SUPPLIED DATA section start

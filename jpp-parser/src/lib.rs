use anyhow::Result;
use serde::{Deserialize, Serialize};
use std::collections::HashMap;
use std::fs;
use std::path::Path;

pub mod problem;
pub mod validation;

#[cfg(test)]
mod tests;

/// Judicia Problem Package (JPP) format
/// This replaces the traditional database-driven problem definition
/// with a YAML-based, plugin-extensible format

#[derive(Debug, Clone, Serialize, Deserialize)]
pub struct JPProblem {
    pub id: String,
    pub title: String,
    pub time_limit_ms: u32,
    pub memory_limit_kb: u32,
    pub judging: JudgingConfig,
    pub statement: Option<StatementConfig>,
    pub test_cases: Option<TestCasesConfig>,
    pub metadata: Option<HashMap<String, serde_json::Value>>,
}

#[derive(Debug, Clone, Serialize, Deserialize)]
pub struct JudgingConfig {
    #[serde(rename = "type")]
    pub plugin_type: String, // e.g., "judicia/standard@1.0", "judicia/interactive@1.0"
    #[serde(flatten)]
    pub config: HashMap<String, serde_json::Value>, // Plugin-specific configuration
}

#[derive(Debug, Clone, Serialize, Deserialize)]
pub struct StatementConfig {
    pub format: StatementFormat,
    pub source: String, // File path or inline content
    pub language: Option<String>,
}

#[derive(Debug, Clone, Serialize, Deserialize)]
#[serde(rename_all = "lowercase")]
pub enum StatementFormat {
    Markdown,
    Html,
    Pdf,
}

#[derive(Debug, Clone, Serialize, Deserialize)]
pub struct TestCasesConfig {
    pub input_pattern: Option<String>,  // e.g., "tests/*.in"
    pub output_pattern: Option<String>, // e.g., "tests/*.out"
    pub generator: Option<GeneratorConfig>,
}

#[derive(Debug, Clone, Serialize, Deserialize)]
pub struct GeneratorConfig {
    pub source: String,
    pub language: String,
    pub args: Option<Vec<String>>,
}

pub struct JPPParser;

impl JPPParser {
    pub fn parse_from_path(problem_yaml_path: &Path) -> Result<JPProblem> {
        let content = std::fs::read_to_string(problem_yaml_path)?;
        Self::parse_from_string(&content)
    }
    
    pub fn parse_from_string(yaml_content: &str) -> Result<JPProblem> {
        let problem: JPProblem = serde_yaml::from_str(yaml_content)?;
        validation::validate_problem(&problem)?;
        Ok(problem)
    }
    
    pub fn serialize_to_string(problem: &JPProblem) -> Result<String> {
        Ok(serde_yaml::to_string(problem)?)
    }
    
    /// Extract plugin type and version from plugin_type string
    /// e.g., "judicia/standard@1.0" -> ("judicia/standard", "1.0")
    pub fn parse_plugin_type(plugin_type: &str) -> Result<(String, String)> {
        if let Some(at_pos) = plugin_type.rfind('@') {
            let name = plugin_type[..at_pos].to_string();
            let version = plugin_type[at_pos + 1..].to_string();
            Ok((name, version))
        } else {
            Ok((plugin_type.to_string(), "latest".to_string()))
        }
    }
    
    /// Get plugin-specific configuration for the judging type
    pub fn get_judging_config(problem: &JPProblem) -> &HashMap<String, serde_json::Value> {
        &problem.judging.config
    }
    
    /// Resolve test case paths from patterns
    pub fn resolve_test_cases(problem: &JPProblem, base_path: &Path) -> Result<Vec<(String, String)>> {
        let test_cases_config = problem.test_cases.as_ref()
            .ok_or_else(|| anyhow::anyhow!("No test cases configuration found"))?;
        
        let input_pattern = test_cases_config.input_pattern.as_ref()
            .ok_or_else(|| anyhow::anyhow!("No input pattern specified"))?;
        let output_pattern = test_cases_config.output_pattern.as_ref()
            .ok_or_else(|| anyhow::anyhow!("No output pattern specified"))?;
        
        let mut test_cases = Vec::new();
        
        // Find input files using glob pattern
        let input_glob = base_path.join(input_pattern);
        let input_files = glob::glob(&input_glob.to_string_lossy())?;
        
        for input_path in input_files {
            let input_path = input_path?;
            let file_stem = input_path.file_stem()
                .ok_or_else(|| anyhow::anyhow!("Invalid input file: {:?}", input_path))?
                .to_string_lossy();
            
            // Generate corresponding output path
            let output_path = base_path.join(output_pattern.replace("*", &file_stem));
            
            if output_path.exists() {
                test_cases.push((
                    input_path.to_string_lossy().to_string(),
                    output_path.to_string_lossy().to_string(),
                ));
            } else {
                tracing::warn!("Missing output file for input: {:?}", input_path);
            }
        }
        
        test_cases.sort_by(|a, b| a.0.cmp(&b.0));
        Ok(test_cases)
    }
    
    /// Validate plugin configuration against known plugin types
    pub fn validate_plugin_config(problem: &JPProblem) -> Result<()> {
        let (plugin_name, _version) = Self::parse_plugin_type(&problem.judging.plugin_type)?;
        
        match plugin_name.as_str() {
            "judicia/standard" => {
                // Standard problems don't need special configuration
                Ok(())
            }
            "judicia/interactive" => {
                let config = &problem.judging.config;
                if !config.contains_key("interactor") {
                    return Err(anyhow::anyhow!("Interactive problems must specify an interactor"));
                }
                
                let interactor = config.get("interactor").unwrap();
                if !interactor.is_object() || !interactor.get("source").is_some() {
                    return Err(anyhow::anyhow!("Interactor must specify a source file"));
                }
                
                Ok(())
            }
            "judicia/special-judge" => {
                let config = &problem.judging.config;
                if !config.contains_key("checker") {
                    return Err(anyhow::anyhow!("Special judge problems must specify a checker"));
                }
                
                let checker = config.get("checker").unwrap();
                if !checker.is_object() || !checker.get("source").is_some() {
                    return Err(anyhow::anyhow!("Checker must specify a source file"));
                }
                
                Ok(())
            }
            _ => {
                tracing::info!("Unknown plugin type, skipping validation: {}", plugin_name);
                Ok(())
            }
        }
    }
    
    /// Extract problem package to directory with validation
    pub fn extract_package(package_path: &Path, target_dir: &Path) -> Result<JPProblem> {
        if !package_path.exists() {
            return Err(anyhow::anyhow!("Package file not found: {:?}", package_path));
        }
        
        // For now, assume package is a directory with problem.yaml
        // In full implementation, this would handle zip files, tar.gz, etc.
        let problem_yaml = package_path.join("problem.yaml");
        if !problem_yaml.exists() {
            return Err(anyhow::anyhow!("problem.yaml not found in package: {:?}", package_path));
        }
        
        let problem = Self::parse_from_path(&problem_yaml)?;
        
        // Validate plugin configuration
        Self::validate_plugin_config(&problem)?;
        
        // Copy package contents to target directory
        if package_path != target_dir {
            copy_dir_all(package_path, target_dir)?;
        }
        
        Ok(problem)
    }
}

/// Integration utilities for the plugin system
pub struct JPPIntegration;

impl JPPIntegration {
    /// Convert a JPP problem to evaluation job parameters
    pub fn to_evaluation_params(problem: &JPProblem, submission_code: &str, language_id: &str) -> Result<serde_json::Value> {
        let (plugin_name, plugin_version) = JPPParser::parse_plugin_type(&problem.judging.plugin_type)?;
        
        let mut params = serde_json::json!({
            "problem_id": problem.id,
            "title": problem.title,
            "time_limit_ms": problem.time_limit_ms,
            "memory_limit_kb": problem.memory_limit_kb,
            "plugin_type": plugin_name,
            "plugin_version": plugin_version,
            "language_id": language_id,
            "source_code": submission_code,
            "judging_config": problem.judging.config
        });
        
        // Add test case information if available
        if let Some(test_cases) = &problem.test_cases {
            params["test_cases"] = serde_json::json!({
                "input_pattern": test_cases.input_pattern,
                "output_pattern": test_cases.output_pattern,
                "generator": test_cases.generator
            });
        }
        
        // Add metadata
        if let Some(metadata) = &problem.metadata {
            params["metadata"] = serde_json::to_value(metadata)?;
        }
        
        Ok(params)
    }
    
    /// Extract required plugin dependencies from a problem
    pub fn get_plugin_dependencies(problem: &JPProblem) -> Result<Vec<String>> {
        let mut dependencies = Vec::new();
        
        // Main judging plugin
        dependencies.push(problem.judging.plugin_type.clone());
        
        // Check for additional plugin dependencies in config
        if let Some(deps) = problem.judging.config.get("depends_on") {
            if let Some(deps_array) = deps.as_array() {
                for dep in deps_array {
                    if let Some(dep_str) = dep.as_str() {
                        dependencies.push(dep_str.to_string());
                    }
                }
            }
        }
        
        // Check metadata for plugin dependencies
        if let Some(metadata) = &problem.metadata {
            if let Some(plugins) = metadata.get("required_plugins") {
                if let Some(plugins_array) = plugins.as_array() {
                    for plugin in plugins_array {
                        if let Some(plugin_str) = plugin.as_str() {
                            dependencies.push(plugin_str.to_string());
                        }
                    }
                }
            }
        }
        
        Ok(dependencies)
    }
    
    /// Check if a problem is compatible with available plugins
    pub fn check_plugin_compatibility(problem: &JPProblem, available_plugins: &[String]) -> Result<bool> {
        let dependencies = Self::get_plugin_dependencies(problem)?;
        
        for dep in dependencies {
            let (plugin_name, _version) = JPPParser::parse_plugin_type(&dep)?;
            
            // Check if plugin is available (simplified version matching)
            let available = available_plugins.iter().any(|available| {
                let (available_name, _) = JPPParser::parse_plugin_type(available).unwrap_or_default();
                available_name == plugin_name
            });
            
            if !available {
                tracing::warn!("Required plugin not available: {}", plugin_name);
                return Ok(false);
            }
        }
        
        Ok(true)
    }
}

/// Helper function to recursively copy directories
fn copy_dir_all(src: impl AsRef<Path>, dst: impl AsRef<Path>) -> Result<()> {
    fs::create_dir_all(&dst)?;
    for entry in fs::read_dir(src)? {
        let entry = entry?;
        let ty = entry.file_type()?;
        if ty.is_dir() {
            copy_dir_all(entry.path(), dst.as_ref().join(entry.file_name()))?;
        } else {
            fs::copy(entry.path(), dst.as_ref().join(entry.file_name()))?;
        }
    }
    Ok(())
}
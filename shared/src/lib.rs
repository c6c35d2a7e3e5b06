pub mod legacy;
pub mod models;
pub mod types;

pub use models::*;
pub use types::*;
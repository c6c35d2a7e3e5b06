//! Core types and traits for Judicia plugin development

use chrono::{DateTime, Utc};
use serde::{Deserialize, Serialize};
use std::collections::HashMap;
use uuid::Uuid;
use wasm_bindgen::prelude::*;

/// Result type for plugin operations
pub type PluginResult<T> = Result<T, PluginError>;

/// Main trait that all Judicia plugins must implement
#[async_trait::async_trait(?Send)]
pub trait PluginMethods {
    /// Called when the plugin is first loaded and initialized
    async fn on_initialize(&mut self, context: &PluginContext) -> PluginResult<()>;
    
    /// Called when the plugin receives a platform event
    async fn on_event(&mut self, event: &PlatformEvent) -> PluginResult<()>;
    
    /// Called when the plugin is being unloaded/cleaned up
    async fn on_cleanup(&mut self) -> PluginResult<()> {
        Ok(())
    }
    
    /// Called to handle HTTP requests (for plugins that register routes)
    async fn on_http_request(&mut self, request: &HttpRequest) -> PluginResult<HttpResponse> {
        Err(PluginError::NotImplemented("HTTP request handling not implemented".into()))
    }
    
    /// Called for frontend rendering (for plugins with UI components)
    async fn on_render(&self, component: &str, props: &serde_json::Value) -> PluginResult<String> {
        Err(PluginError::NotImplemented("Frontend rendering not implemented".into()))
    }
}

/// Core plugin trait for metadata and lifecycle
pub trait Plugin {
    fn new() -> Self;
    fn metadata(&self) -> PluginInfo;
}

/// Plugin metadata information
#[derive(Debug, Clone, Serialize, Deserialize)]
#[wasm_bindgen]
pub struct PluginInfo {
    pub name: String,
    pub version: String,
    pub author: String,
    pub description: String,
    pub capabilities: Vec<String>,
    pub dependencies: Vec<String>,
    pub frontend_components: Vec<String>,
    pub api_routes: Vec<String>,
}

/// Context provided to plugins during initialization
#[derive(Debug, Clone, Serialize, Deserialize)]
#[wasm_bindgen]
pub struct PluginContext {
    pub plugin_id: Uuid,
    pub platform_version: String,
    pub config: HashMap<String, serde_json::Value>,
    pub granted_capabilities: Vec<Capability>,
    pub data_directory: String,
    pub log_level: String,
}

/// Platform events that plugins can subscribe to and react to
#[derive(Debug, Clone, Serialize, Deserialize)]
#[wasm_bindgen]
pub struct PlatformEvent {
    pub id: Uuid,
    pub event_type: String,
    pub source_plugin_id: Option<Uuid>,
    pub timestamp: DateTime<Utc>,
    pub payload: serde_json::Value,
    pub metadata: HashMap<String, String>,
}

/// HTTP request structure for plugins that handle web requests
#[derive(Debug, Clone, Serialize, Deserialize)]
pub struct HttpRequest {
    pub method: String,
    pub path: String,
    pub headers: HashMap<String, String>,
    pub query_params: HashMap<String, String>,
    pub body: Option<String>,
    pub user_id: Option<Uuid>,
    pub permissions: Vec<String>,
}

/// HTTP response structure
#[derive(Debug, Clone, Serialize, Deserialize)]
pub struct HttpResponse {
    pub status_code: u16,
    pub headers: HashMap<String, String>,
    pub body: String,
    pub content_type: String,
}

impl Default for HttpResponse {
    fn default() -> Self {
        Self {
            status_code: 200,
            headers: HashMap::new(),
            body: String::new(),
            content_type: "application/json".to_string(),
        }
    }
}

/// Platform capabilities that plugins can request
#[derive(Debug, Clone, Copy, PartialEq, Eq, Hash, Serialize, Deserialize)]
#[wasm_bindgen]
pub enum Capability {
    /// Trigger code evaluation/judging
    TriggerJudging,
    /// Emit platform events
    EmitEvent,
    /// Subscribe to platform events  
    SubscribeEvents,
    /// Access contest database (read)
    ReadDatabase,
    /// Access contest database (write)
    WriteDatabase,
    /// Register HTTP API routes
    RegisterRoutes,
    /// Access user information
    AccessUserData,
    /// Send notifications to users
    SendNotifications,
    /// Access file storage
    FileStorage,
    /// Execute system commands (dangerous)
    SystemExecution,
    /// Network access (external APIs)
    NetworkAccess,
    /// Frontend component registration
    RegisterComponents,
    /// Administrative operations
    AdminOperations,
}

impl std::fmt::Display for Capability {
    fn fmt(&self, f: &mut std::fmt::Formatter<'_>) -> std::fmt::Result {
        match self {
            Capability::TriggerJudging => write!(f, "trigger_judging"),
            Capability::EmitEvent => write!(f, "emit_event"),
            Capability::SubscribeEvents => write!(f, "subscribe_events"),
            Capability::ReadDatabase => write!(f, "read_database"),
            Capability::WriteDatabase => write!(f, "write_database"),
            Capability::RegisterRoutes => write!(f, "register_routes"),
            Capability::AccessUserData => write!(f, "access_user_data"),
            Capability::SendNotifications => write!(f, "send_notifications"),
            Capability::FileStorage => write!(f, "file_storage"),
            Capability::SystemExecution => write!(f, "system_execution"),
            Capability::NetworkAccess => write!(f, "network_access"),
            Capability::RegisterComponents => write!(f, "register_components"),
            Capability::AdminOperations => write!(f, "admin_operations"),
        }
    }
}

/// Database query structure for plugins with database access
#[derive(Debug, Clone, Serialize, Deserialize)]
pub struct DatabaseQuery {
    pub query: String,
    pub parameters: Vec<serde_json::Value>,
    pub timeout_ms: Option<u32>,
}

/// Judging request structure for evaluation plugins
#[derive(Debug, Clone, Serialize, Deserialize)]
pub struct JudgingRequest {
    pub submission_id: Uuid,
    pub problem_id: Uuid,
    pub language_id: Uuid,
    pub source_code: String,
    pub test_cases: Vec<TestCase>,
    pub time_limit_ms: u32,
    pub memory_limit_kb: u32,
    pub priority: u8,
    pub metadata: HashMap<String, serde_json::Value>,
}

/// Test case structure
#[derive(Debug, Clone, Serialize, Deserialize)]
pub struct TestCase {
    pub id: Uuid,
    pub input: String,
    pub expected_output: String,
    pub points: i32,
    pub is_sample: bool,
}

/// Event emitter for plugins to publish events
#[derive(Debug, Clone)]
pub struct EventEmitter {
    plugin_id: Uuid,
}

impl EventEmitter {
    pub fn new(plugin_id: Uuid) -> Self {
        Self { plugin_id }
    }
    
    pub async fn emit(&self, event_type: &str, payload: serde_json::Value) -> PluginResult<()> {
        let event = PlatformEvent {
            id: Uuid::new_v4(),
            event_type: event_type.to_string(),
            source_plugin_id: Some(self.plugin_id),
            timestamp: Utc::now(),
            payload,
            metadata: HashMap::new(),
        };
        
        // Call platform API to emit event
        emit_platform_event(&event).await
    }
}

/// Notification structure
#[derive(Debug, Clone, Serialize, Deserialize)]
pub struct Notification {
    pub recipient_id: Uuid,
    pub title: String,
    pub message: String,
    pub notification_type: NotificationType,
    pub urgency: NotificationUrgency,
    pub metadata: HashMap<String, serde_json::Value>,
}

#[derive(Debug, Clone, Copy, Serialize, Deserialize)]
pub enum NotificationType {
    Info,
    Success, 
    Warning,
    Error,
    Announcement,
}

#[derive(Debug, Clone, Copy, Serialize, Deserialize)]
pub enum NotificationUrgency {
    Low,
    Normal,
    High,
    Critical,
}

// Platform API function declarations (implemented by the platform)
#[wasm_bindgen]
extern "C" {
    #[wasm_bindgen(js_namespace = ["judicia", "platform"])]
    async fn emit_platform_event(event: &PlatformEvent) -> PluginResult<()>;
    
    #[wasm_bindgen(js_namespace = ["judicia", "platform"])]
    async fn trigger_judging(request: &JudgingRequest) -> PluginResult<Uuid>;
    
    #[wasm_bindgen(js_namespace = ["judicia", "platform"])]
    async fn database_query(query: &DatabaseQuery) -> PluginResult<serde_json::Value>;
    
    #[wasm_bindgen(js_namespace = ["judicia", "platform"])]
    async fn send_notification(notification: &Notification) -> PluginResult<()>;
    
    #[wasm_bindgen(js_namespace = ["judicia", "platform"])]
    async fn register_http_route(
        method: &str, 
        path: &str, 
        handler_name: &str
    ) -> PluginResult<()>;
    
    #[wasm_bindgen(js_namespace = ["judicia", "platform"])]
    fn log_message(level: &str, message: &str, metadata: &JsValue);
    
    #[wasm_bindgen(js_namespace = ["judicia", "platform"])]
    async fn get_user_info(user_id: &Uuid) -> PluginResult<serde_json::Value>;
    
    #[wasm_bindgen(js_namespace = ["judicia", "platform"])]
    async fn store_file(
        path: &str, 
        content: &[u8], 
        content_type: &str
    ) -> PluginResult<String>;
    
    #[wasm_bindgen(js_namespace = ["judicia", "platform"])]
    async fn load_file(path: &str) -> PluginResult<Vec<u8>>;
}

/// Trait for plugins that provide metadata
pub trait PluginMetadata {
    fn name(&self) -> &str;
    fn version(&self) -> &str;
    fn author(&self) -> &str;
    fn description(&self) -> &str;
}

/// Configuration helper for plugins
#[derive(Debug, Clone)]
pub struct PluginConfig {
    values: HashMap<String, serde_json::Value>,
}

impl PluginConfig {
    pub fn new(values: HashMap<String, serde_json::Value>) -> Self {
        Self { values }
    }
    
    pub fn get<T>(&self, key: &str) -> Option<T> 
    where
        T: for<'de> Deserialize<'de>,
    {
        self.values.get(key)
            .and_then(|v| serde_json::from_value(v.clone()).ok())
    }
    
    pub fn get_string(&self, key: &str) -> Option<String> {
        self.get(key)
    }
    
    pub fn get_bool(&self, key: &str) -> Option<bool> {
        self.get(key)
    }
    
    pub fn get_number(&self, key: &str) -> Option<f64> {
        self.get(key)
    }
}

SUPPLIED DATA section end

If a line in the material contains "when", show it.

    /// Called when the plugin is first loaded and initialized
    /// Called when the plugin receives a platform event
    /// Called when the plugin is being unloaded/cleaned up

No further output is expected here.